Founded in 1996, the Festival is an annual 15-day event in mid-June featuring around 170 performances, 85 percent of which are free. This year’s Festival, which operated on a budget of $3.32 million, involved 855 artists and speakers from 14 countries across the globe and drew 104,638 attendees. Compared to the 2014 Festival, the 2016 event, also called Festival 21, saw a 23 percent increase in economic impact on Elm City businesses.

“We’re thrilled with the success of Festival 21 and proud to continue playing an active role in making our Connecticut community a vibrant, prosperous place,” Executive Director Mary Lou Aleskie said in a press release.

A team led by Dr. Mark Gius, who has been analyzing the Festival’s economic impact since founding in 1996, conducted the study, which involved an in-depth analysis of attendance figures and reported visitor behavior, according to the release. Gius is a professor of economics at Quinnipiac.

Former principal dancer with the New York City Ballet Wendy Whelan, Machine de Cirque — a circus that performs to classical music — and New Haven-based St. Luke’s Steel Band were among this year’s performers.

Festival 21 saw a record 13 percent of visitors coming from outside Connecticut, with 46.7 percent of visitors coming from the Greater New Haven area and 40.2 percent from elsewhere in Connecticut. The jump in economic impact correlated directly with the increased number of out-of-state attendees, Director for Development of Arts and Ideas Tom Griggs said.

“People who come from farther away spend more money because they have to find lodging and buy food, and maybe they’ll go to the shops on Chapel or Broadway,” Griggs said.

He added that local restaurateurs, like the owners of Zinc and Barracuda, told him that the Festival brought them much more business than usual for June, which is typically a slow month.

Last year, the Festival’s board met with members of the New Haven community to discuss how to best involve local businesses in the Festival and foster a sense of welcoming community spirit for attendees.

Griggs said he and other Festival organizers want nonresidents to perceive New Haven as a “cultural destination.”

But, he added, the Festival has always focused primarily on bringing unique programming — including world premieres, U.S. premieres and Festival commissions — to the Elm City community. While the board was pleased to see a continued trend of increasing numbers of out-of-state visitors, Festival organizers have always been equally concerned with getting residents of Greater New Haven downtown for the Festival.

“We don’t plan for out-of-state, out-of-town visitors, we plan for artistic quality,” Griggs said. “But that quality catches the interest of people from all over.”

For instance, he said, the first U.S. performance of Our Ladies of Perpetual Succour by the National Theatre of Scotland this year prompted a review in The New York Times that helped attract even more outside attention to Festival 21.
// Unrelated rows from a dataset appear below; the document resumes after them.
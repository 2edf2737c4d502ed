// Centralized tolerances and helpers for robust geometry

use crate::model::Point;

pub const EPS_POS: f64 = 1e-4;            // point coincidence threshold (world units)
pub const EPS_PARALLEL: f64 = 1e-4;       // |cross| below this = parallel
pub const EPS_LEN: f64 = 1e-9;            // zero-length vector threshold

// Extra half width added on each side of a river ribbon
pub const RIBBON_BUFFER: f64 = 0.5;

// Projections closer than this (in segment parameter) to an endpoint are left to vertex snapping
pub const NEAREST_END_EXCLUSION: f64 = 0.01;

// Split line is treated as infinite within this many line lengths either side
pub const LINE_PARAM_LIMIT: f64 = 1e6;

#[inline] pub fn clamp01(x: f64) -> f64 { x.max(0.0).min(1.0) }
#[inline] pub fn approx_eq(a: f64, b: f64, eps: f64) -> bool { (a - b).abs() <= eps }

#[inline]
pub fn points_coincide(a: Point, b: Point) -> bool {
    approx_eq(a.x, b.x, EPS_POS) && approx_eq(a.y, b.y, EPS_POS)
}

#[inline]
pub fn norm2(mut x: f64, mut y: f64) -> ((f64, f64), f64) {
    let len = (x * x + y * y).sqrt();
    if len > EPS_LEN { x /= len; y /= len; ((x, y), len) } else { ((0.0, 0.0), 0.0) }
}

/// Drop consecutive near-duplicate points and a closing vertex equal to the first.
pub fn dedup_ring(points: &mut Vec<Point>) {
    points.dedup_by(|b, a| points_coincide(*a, *b));
    while points.len() > 1 {
        match (points.first(), points.last()) {
            (Some(f), Some(l)) if points_coincide(*f, *l) => { points.pop(); }
            _ => break,
        }
    }
}

/// Remove zero-area spikes: vertices where the ring doubles back on itself.
pub fn drop_spikes(points: &mut Vec<Point>) {
    let mut i = 0;
    while points.len() >= 3 && i < points.len() {
        let n = points.len();
        let cur = points[i];
        let a = points[(i + n - 1) % n].sub(cur);
        let b = points[(i + 1) % n].sub(cur);
        if a.dot(b) > 0.0 && a.cross(b).abs() <= EPS_POS * a.length().max(b.length()) {
            points.remove(i);
            dedup_ring(points);
            // neighbours may form a new spike
            i = 0;
        } else {
            i += 1;
        }
    }
}
// Centralized ingestion limits to harden against untrusted input from the editor

use crate::model::Point;

// Geometry size caps
pub const MAX_POLYGON_POINTS: usize = 100_000;
pub const MAX_CENTERLINE_POINTS: usize = 50_000;
pub const MAX_SEGMENTS: usize = 2_000_000;
pub const MAX_REGIONS: usize = 10_000;

// Spatial grid: longer segments go to the overflow list instead of every cell
pub const MAX_CELLS_PER_SEGMENT: usize = 4_096;

// Numeric bounds
pub const COORD_MIN: f64 = -1.0e9;
pub const COORD_MAX: f64 = 1.0e9;
pub const WIDTH_MAX: f64 = 100_000.0;

#[inline]
pub fn in_coord_bounds(x: f64) -> bool { x.is_finite() && x >= COORD_MIN && x <= COORD_MAX }

#[inline]
pub fn in_width_bounds(w: f64) -> bool { w.is_finite() && w >= 0.0 && w <= WIDTH_MAX }

#[inline]
pub fn point_in_bounds(p: &Point) -> bool { in_coord_bounds(p.x) && in_coord_bounds(p.y) }
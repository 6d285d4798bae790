//! Entry animations: where each image starts, and how it gets to its layout.
//!
//! [`EntryAnimationEngine`] is built once per layout pass from an
//! [`EntryAnimationConfig`] and the algorithm that produced the layouts. It
//! computes a start state per image and, for effects a single CSS transition
//! cannot express (shaped paths, wobble, pop), per-frame values.
//!
//! # Example
//!
//! ```
//! use cloudlayout::entry::{EntryAnimationConfig, EntryAnimationEngine, EntryStartPosition};
//! use cloudlayout::{ContainerBounds, ImageLayout, LayoutAlgorithm};
//! use rand::SeedableRng;
//!
//! let engine = EntryAnimationEngine::new(EntryAnimationConfig::default(), LayoutAlgorithm::Grid);
//! assert_eq!(engine.start_position(), EntryStartPosition::Top);
//! assert_eq!(
//!     engine.transition(),
//!     "opacity 600ms ease-out, transform 600ms cubic-bezier(0.25, 1, 0.5, 1)"
//! );
//!
//! let layout = ImageLayout { id: 0, x: 200.0, y: 150.0, rotation: 0.0, scale: 1.0, base_size: 100.0, z_index: 1 };
//! let mut rng = rand::rngs::StdRng::seed_from_u64(1);
//! let start = engine.calculate_start_position(&layout, 150.0, 100.0, ContainerBounds::new(800.0, 600.0), 0, 1, &mut rng);
//! assert_eq!((start.x, start.y), (200.0, -200.0));
//! ```

mod path;
mod position;
mod rotation;
mod scale;

pub use path::{
    BouncePathConfig, BouncePreset, ElasticPathConfig, ElasticPreset, EntryPathConfig, PathType,
    WavePathConfig, WavePreset, interpolate_path, requires_js_animation,
};
pub use position::{
    CircularDistribution, CircularStartConfig, EntryStartConfig, EntryStartPosition, StartPosition,
};
pub use rotation::{
    EntryRotationConfig, EntryRotationMode, RANDOM_START_DEGREES, SpinDirection, StartRotation,
    WobbleConfig,
};
pub use scale::{
    EntryScaleConfig, EntryScaleMode, MAX_POP_BOUNCES, PopConfig, PopCurve, PopKeyframe,
};

use alloc::format;
use alloc::string::String;

use rand::Rng;

use crate::geometry::{ContainerBounds, Point};
use crate::placement::{ImageLayout, LayoutAlgorithm, finite_or};

/// CSS easing used for the transform transition unless configured.
pub const DEFAULT_EASING: &str = "cubic-bezier(0.25, 1, 0.5, 1)";

/// Entry animation timing.
#[derive(Copy, Clone, Debug, PartialEq, Eq)]
#[cfg_attr(
    feature = "serde",
    derive(serde::Serialize, serde::Deserialize),
    serde(default)
)]
pub struct EntryTiming {
    /// Milliseconds.
    pub duration: u32,
}

impl Default for EntryTiming {
    fn default() -> Self {
        Self { duration: 600 }
    }
}

/// Complete entry animation configuration.
#[derive(Clone, Debug, PartialEq)]
#[cfg_attr(
    feature = "serde",
    derive(serde::Serialize, serde::Deserialize),
    serde(default)
)]
pub struct EntryAnimationConfig {
    pub start: EntryStartConfig,
    pub timing: EntryTiming,
    /// CSS timing function for the transform transition.
    pub easing: String,
    pub path: EntryPathConfig,
    pub rotation: EntryRotationConfig,
    pub scale: EntryScaleConfig,
}

impl Default for EntryAnimationConfig {
    fn default() -> Self {
        Self {
            start: EntryStartConfig::default(),
            timing: EntryTiming::default(),
            easing: String::from(DEFAULT_EASING),
            path: EntryPathConfig::default(),
            rotation: EntryRotationConfig::default(),
            scale: EntryScaleConfig::default(),
        }
    }
}

impl EntryAnimationConfig {
    pub fn position(mut self, position: EntryStartPosition) -> Self {
        self.start.position = Some(position);
        self
    }

    pub fn path(mut self, path: EntryPathConfig) -> Self {
        self.path = path;
        self
    }

    pub fn rotation(mut self, rotation: EntryRotationConfig) -> Self {
        self.rotation = rotation;
        self
    }

    pub fn scale(mut self, scale: EntryScaleConfig) -> Self {
        self.scale = scale;
        self
    }

    pub fn duration(mut self, ms: u32) -> Self {
        self.timing.duration = ms;
        self
    }
}

/// Everything an image needs at the first frame of its entry.
#[derive(Copy, Clone, Debug, PartialEq)]
pub struct EntryStart {
    pub position: StartPosition,
    /// Degrees.
    pub rotation: f64,
    pub scale: f64,
}

/// Interpolated state at one animation frame. `x`/`y` are the image center.
#[derive(Copy, Clone, Debug, PartialEq)]
pub struct EntryFrame {
    pub x: f64,
    pub y: f64,
    pub rotation: f64,
    pub scale: f64,
}

/// Entry animation calculator for one layout pass.
#[derive(Clone, Debug)]
pub struct EntryAnimationEngine {
    config: EntryAnimationConfig,
    position: EntryStartPosition,
    pop: PopCurve,
}

impl EntryAnimationEngine {
    /// Resolve the start position against `algorithm` and precompute the pop
    /// curve.
    pub fn new(config: EntryAnimationConfig, algorithm: LayoutAlgorithm) -> Self {
        let position = config
            .start
            .position
            .unwrap_or_else(|| EntryStartPosition::default_for(algorithm));
        let pop = PopCurve::new(&config.scale.pop);
        log::debug!(
            "entry animation for {algorithm}: start {position}, path {}, rotation {}, scale {}",
            config.path.path_type,
            config.rotation.mode,
            config.scale.mode
        );
        Self {
            config,
            position,
            pop,
        }
    }

    pub fn config(&self) -> &EntryAnimationConfig {
        &self.config
    }

    /// The resolved start position rule.
    pub fn start_position(&self) -> EntryStartPosition {
        self.position
    }

    /// Start center for `layout`, rendered at `image_width` × `image_height`.
    #[allow(clippy::too_many_arguments)]
    pub fn calculate_start_position<R: Rng + ?Sized>(
        &self,
        layout: &ImageLayout,
        image_width: f64,
        image_height: f64,
        bounds: ContainerBounds,
        index: usize,
        total: usize,
        rng: &mut R,
    ) -> StartPosition {
        position::start_position(
            self.position,
            &self.config.start,
            Point::new(layout.x, layout.y),
            image_width,
            image_height,
            bounds,
            (index, total),
            rng,
        )
    }

    pub fn calculate_start_rotation<R: Rng + ?Sized>(&self, final_rotation: f64, rng: &mut R) -> f64 {
        self.config.rotation.sample_start(final_rotation, rng)
    }

    pub fn calculate_start_scale<R: Rng + ?Sized>(&self, final_scale: f64, rng: &mut R) -> f64 {
        self.config.scale.sample_start(final_scale, rng)
    }

    /// Position, rotation and scale at the first frame.
    ///
    /// The image size used for edge starts is the rendered layout size with
    /// a 1.5:1 aspect unless `rendered` gives the measured size.
    pub fn calculate_start<R: Rng + ?Sized>(
        &self,
        layout: &ImageLayout,
        rendered: Option<(f64, f64)>,
        bounds: ContainerBounds,
        total: usize,
        rng: &mut R,
    ) -> EntryStart {
        let (w, h) = rendered.unwrap_or_else(|| {
            let h = layout.rendered_height();
            (h * crate::placement::BOUNDING_ASPECT, h)
        });
        EntryStart {
            position: self.calculate_start_position(layout, w, h, bounds, layout.id, total, rng),
            rotation: self.calculate_start_rotation(layout.rotation, rng),
            scale: self.calculate_start_scale(layout.scale, rng),
        }
    }

    /// Wobble rotation at `progress` (only meaningful in wobble mode).
    pub fn calculate_wobble_rotation(&self, progress: f64, final_rotation: f64) -> f64 {
        self.config.rotation.wobble_rotation(progress, final_rotation)
    }

    /// Pop scale at `progress`; exactly `final_scale` at `progress >= 1`.
    pub fn calculate_pop_scale(&self, progress: f64, final_scale: f64) -> f64 {
        self.pop.scale_at(progress, final_scale)
    }

    /// Whether transform must be driven per frame instead of by CSS.
    pub fn requires_js_animation(&self) -> bool {
        self.config.path.requires_js_animation()
            || self.config.rotation.mode == EntryRotationMode::Wobble
            || self.config.scale.mode == EntryScaleMode::Pop
    }

    /// CSS `transition` value for the entry.
    ///
    /// Only opacity transitions when transform is driven per frame.
    pub fn transition(&self) -> String {
        let d = self.config.timing.duration;
        if self.requires_js_animation() {
            format!("opacity {d}ms ease-out")
        } else {
            format!("opacity {d}ms ease-out, transform {d}ms {}", self.config.easing)
        }
    }

    /// Interpolated state at `progress` between `start` and `layout`.
    ///
    /// Progress is clamped to `[0, 1]`; at 1 the frame equals the layout.
    pub fn frame_at(&self, progress: f64, start: &EntryStart, layout: &ImageLayout) -> EntryFrame {
        let t = finite_or(progress, 1.0).clamp(0.0, 1.0);
        if t >= 1.0 {
            return EntryFrame {
                x: layout.x,
                y: layout.y,
                rotation: layout.rotation,
                scale: layout.scale,
            };
        }

        let p = interpolate_path(start.position.point(), Point::new(layout.x, layout.y), t, &self.config.path);
        let rotation = if self.config.rotation.mode == EntryRotationMode::Wobble {
            self.calculate_wobble_rotation(t, layout.rotation)
        } else {
            lerp(start.rotation, layout.rotation, t)
        };
        let scale = if self.config.scale.mode == EntryScaleMode::Pop {
            let pop = self.calculate_pop_scale(t, layout.scale);
            if start.position.use_scale { pop * t } else { pop }
        } else if start.position.use_scale {
            lerp(0.0, layout.scale, t)
        } else {
            lerp(start.scale, layout.scale, t)
        };

        EntryFrame {
            x: p.x,
            y: p.y,
            rotation,
            scale,
        }
    }
}

fn lerp(a: f64, b: f64, t: f64) -> f64 {
    a + (b - a) * t
}

#[cfg(test)]
mod tests {
    use super::*;
    use rand::SeedableRng;
    use rand::rngs::StdRng;

    fn layout() -> ImageLayout {
        ImageLayout {
            id: 2,
            x: 100.0,
            y: 300.0,
            rotation: 10.0,
            scale: 1.0,
            base_size: 100.0,
            z_index: 3,
        }
    }

    const BOUNDS: ContainerBounds = ContainerBounds::new(800.0, 600.0);

    // ── start ───────────────────────────────────────────────────────────

    #[test]
    fn explicit_position_wins() {
        let cfg = EntryAnimationConfig::default().position(EntryStartPosition::Bottom);
        let engine = EntryAnimationEngine::new(cfg, LayoutAlgorithm::Radial);
        assert_eq!(engine.start_position(), EntryStartPosition::Bottom);
    }

    #[test]
    fn default_position_by_algorithm() {
        let engine = EntryAnimationEngine::new(EntryAnimationConfig::default(), LayoutAlgorithm::Wave);
        assert_eq!(engine.start_position(), EntryStartPosition::Left);
    }

    #[test]
    fn calculate_start_uses_layout_size() {
        let engine = EntryAnimationEngine::new(EntryAnimationConfig::default(), LayoutAlgorithm::Cluster);
        let s = engine.calculate_start(&layout(), None, BOUNDS, 5, &mut StdRng::seed_from_u64(1));
        assert_eq!(s.position, StartPosition::new(-(150.0 + 100.0), 300.0));
        assert_eq!(s.rotation, 10.0);
        assert_eq!(s.scale, 1.0);
    }

    // ── transition ──────────────────────────────────────────────────────

    #[test]
    fn transition_selection() {
        let css = EntryAnimationEngine::new(EntryAnimationConfig::default().duration(400), LayoutAlgorithm::Grid);
        assert!(!css.requires_js_animation());
        assert_eq!(
            css.transition(),
            "opacity 400ms ease-out, transform 400ms cubic-bezier(0.25, 1, 0.5, 1)"
        );

        let js = [
            EntryAnimationConfig::default().path(EntryPathConfig::new(PathType::Bounce)),
            EntryAnimationConfig::default().rotation(EntryRotationConfig::new(EntryRotationMode::Wobble)),
            EntryAnimationConfig::default().scale(EntryScaleConfig::new(EntryScaleMode::Pop)),
        ];
        for cfg in js {
            let engine = EntryAnimationEngine::new(cfg, LayoutAlgorithm::Grid);
            assert!(engine.requires_js_animation());
            assert_eq!(engine.transition(), "opacity 600ms ease-out");
        }
    }

    // ── frames ──────────────────────────────────────────────────────────

    #[test]
    fn frames_run_start_to_final() {
        let cfg = EntryAnimationConfig::default()
            .position(EntryStartPosition::Left)
            .rotation(EntryRotationConfig::spin(1, SpinDirection::Clockwise))
            .scale(EntryScaleConfig::new(EntryScaleMode::Grow));
        let engine = EntryAnimationEngine::new(cfg, LayoutAlgorithm::Grid);
        let l = layout();
        let start = engine.calculate_start(&l, Some((150.0, 100.0)), BOUNDS, 5, &mut StdRng::seed_from_u64(2));

        let f0 = engine.frame_at(0.0, &start, &l);
        assert_eq!((f0.x, f0.y), (start.position.x, start.position.y));
        assert_eq!(f0.rotation, -350.0);
        assert!((f0.scale - 0.3).abs() < 1e-12);

        let f1 = engine.frame_at(1.0, &start, &l);
        assert_eq!(f1, EntryFrame { x: 100.0, y: 300.0, rotation: 10.0, scale: 1.0 });
    }

    #[test]
    fn center_start_grows_from_zero() {
        let engine = EntryAnimationEngine::new(EntryAnimationConfig::default(), LayoutAlgorithm::Radial);
        let l = layout();
        let start = engine.calculate_start(&l, None, BOUNDS, 5, &mut StdRng::seed_from_u64(3));
        assert!(start.position.use_scale);
        assert_eq!(engine.frame_at(0.0, &start, &l).scale, 0.0);
        assert_eq!(engine.frame_at(0.5, &start, &l).scale, 0.5);
    }

    #[test]
    fn wobble_and_pop_frames() {
        let cfg = EntryAnimationConfig::default()
            .position(EntryStartPosition::Top)
            .rotation(EntryRotationConfig::new(EntryRotationMode::Wobble))
            .scale(EntryScaleConfig::new(EntryScaleMode::Pop));
        let engine = EntryAnimationEngine::new(cfg, LayoutAlgorithm::Grid);
        let l = layout();
        let start = engine.calculate_start(&l, None, BOUNDS, 5, &mut StdRng::seed_from_u64(4));
        let mid = engine.frame_at(0.5, &start, &l);
        assert!((mid.scale - 1.2).abs() < 1e-12);
        assert_eq!(mid.rotation, engine.calculate_wobble_rotation(0.5, 10.0));
        assert_eq!(engine.calculate_pop_scale(1.0, 0.7), 0.7);
    }

    #[test]
    fn oversized_pop_config_is_harmless() {
        let mut scale = EntryScaleConfig::new(EntryScaleMode::Grow);
        scale.pop.bounces = u32::MAX;
        let engine = EntryAnimationEngine::new(EntryAnimationConfig::default().scale(scale), LayoutAlgorithm::Grid);
        assert_eq!(engine.calculate_pop_scale(1.0, 1.0), 1.0);
        assert!(!engine.requires_js_animation());
    }

    #[cfg(feature = "serde")]
    #[test]
    fn partial_json_config() {
        let cfg: EntryAnimationConfig = serde_json::from_str(
            r#"{ "start": { "position": "circular", "circular": { "radius": "80%" } },
                 "rotation": { "mode": "spin", "spinCount": 2 } }"#,
        )
        .unwrap();
        assert_eq!(cfg.start.position, Some(EntryStartPosition::Circular));
        assert_eq!(cfg.start.offset, 100.0);
        assert_eq!(cfg.start.circular.unwrap().radius, crate::names::Length::Percent(80.0));
        assert_eq!(cfg.rotation.spin_count, 2);
        assert_eq!(cfg.easing, DEFAULT_EASING);
        assert_eq!(cfg.timing.duration, 600);
    }
}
New Haven spokesman Laurence Grotheer noted the Festival’s significance for the New Haven community, adding that the Festival has come to signal the start of a robust special-events calendar in the city each summer. Free concerts, Shakespeare in the Park and Connecticut Open women’s tennis matches follow the Festival’s close, Grotheer said.

“The Festival helps the city enhance its reputation as the cultural center of the region,” he said. “For those two weeks in June, New Haven builds on its reputation as an attraction for higher education and cultural expression.”

The 2017 International Festival of Arts and Ideas will take place from June 10 to 24.